**Task description:**
Your task is to gather the lines below that hold the string "match".

[[ Records for processing open ]]

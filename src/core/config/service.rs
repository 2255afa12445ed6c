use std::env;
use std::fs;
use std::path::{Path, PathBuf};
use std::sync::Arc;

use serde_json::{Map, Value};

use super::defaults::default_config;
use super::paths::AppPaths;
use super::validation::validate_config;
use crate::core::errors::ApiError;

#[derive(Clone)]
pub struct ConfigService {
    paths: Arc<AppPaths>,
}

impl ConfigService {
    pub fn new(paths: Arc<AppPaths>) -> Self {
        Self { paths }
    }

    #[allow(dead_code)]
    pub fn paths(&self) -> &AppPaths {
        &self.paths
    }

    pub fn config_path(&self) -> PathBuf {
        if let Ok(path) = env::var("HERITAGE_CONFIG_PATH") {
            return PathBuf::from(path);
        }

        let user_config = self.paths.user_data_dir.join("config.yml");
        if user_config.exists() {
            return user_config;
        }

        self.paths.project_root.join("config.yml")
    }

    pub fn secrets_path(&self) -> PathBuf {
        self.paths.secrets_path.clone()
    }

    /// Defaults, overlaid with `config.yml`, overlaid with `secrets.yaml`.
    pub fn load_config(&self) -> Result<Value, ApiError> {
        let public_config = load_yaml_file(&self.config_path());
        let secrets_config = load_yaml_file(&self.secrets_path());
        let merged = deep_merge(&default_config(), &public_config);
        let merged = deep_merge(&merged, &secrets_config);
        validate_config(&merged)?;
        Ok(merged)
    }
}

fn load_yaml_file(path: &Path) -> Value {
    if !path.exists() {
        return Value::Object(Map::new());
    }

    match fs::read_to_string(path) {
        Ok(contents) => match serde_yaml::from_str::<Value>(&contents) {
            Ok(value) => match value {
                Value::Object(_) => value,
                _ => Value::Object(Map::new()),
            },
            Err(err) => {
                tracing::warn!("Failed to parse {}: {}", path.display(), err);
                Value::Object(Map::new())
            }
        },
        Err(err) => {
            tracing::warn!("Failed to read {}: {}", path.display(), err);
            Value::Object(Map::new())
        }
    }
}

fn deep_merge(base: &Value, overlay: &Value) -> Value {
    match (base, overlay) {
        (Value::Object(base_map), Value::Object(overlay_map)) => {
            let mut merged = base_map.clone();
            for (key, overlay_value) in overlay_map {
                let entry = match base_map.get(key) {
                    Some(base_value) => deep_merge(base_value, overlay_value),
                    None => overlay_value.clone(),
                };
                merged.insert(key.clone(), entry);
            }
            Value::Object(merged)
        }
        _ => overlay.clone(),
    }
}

[[ Records for processing closed ]]

**Answer to the problem:**
    match fs::read_to_string(path) {
        Ok(contents) => match serde_yaml::from_str::<Value>(&contents) {
            Ok(value) => match value {
    match (base, overlay) {
                let entry = match base_map.get(key) {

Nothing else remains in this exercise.